--- TASK REQUIREMENTS ---
What lines below include the word "Sized"? Copy each one.

--- DATA SHOWN ---
▼
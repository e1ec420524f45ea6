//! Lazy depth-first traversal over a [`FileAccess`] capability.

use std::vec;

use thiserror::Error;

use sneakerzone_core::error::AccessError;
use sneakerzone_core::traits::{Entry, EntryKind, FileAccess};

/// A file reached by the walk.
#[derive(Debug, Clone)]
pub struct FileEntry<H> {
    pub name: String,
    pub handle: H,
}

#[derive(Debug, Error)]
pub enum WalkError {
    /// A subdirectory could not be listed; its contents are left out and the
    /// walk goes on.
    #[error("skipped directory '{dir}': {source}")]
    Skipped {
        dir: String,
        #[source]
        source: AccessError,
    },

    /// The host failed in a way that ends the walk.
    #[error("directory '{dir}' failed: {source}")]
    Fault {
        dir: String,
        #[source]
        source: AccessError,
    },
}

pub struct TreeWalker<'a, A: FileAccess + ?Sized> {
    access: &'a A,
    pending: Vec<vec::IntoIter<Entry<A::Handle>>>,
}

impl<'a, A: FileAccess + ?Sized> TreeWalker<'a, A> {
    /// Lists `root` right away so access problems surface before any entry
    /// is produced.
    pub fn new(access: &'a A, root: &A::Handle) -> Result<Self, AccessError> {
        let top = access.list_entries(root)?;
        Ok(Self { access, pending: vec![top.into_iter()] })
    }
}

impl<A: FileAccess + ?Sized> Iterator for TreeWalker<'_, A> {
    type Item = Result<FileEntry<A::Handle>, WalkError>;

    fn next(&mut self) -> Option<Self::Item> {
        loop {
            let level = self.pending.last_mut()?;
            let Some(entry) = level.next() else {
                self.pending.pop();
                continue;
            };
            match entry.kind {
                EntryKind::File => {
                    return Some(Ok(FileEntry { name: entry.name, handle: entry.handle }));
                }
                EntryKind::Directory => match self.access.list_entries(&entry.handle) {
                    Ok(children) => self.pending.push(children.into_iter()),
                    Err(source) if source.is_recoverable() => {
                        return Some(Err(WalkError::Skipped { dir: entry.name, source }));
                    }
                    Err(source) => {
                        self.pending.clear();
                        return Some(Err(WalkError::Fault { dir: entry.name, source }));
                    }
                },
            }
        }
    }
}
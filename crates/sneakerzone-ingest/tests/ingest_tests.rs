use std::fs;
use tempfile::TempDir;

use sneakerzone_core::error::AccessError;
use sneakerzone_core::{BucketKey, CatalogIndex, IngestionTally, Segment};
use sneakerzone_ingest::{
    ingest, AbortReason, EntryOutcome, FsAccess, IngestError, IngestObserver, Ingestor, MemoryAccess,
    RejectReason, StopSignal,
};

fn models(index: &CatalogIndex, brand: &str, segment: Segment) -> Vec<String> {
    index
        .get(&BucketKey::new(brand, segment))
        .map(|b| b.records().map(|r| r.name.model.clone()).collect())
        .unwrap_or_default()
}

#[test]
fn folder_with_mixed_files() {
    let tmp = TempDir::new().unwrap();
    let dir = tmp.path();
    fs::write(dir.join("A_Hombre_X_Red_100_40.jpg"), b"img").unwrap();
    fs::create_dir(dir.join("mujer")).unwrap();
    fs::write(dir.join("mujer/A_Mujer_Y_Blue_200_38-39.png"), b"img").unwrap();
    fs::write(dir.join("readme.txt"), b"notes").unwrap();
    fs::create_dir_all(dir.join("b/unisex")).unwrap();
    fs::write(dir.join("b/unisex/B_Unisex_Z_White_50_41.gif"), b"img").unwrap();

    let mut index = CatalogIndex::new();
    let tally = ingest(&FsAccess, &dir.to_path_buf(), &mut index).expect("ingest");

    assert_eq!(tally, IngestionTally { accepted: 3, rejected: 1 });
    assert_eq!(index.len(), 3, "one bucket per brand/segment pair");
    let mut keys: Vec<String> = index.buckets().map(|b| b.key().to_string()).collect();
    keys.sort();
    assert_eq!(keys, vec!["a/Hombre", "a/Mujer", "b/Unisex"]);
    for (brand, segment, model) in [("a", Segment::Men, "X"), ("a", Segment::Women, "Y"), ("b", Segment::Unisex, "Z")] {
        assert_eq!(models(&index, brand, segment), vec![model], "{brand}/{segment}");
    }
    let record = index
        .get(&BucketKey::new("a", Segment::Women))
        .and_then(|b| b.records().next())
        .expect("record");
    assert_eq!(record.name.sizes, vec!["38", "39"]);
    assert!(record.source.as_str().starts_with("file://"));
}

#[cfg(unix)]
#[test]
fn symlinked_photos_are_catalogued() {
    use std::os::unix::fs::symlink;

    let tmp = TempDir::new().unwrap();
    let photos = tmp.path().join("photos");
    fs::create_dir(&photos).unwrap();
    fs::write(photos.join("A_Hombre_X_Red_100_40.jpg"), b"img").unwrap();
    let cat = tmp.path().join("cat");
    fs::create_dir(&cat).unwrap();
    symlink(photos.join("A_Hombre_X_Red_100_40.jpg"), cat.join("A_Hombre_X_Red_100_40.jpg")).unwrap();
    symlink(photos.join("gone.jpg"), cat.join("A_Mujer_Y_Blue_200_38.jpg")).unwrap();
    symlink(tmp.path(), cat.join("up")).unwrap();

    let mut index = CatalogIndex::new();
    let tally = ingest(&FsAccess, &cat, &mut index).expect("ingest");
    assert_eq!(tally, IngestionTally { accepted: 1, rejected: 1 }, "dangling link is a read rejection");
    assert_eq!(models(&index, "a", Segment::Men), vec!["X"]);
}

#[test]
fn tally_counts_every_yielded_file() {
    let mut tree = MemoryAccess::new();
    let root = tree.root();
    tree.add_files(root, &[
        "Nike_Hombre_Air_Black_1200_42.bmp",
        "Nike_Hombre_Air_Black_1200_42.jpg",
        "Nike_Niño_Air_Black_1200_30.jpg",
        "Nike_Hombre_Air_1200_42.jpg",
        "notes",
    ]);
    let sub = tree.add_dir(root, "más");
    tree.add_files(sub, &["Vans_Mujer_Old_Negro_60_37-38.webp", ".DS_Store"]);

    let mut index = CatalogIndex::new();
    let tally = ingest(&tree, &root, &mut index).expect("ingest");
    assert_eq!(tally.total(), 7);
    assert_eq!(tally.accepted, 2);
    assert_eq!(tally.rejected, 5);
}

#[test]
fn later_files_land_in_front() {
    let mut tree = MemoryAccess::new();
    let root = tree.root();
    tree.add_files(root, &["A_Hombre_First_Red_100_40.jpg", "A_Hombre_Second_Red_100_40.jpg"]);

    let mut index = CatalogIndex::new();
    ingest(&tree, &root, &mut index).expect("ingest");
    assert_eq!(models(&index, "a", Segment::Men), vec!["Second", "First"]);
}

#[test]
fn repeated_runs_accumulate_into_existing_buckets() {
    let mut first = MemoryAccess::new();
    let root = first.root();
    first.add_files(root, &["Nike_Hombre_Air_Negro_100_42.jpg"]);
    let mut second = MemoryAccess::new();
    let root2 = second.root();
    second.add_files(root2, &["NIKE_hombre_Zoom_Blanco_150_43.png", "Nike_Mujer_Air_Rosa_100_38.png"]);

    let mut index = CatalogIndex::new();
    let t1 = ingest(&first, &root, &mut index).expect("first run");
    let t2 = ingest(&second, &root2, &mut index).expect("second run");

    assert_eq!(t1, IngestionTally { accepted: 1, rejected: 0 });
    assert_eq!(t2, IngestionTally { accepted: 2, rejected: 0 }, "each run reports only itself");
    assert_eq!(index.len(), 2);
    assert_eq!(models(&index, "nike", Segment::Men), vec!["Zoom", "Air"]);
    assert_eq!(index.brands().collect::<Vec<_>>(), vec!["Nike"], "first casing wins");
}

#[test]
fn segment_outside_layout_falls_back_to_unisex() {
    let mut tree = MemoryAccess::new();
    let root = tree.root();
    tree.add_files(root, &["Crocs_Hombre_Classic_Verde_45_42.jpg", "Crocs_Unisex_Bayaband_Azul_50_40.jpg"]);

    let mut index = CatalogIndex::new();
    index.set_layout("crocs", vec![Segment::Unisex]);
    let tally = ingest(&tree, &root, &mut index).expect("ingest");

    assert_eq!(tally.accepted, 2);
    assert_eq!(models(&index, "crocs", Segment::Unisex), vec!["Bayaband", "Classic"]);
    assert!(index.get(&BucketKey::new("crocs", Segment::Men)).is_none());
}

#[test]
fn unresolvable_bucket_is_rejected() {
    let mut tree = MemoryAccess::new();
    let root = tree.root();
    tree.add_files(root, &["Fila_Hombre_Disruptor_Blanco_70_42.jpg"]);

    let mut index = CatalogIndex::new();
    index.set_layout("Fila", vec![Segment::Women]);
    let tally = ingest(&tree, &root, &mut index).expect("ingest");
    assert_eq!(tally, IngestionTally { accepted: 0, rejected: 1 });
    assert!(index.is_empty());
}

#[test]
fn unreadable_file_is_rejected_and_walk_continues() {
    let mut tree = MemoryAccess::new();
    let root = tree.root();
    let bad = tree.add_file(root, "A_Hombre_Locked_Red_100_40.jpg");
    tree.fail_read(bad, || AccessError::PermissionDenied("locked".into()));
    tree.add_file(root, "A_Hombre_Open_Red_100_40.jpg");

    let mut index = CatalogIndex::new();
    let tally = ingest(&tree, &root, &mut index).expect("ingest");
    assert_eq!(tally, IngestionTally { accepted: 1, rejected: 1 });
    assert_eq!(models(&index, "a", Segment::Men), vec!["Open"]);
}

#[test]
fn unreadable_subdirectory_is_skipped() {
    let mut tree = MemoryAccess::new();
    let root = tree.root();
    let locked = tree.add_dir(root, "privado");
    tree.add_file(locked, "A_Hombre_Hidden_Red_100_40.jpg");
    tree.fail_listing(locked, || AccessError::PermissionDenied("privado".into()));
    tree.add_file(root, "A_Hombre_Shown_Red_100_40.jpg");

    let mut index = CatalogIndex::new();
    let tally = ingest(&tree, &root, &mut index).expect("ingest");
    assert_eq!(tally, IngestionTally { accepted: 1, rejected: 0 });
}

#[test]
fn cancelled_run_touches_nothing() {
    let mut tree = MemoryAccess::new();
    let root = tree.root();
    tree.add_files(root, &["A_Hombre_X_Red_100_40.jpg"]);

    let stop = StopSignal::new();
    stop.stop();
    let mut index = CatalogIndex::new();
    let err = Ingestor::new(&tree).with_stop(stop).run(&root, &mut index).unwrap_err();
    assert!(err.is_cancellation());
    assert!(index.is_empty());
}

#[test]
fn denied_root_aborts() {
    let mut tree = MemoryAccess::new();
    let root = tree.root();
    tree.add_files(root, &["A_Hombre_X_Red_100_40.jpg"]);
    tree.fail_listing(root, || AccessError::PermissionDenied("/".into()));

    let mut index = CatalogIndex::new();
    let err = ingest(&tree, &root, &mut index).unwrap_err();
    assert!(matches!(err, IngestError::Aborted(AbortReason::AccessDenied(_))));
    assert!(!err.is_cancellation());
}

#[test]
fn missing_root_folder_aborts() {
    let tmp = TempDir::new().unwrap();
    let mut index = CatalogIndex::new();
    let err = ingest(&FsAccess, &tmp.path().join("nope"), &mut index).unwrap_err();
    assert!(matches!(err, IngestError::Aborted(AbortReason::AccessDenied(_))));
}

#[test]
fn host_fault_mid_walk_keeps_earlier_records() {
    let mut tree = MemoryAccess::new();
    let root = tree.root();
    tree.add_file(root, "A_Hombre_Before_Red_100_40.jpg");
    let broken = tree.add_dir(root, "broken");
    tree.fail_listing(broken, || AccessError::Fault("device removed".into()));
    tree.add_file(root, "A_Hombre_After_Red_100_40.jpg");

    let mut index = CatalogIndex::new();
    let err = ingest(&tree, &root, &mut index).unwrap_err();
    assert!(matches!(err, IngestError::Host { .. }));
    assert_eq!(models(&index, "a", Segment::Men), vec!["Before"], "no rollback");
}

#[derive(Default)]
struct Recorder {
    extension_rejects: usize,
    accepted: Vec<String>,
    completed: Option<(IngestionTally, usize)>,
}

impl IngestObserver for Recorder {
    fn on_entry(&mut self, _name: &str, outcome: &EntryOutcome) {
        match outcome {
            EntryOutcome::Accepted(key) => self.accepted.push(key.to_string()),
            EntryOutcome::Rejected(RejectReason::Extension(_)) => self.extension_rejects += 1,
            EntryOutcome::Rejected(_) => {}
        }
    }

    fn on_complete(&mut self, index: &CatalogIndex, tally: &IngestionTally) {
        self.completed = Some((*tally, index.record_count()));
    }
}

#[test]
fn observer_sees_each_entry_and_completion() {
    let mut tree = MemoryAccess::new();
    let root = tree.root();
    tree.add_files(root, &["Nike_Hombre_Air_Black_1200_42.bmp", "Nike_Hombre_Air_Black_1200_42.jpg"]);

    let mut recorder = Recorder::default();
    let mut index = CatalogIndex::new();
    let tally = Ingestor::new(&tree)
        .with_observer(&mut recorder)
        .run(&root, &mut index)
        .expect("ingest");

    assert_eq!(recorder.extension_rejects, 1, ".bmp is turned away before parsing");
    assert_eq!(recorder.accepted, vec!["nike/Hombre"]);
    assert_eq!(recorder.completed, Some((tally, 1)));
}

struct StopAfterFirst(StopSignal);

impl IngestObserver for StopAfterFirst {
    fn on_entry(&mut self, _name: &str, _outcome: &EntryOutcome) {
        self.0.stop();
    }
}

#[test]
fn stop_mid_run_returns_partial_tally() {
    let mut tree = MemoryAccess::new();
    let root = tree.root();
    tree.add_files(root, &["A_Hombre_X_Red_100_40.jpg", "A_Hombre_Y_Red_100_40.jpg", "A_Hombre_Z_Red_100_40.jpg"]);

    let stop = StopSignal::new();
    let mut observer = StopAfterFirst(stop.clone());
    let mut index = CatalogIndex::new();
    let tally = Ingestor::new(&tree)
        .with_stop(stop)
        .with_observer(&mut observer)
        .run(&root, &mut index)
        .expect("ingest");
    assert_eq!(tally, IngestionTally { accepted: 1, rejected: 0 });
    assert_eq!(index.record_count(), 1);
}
▲
--- YOUR RESPONSE ---
pub struct TreeWalker<'a, A: FileAccess + ?Sized> {
impl<'a, A: FileAccess + ?Sized> TreeWalker<'a, A> {
impl<A: FileAccess + ?Sized> Iterator for TreeWalker<'_, A> {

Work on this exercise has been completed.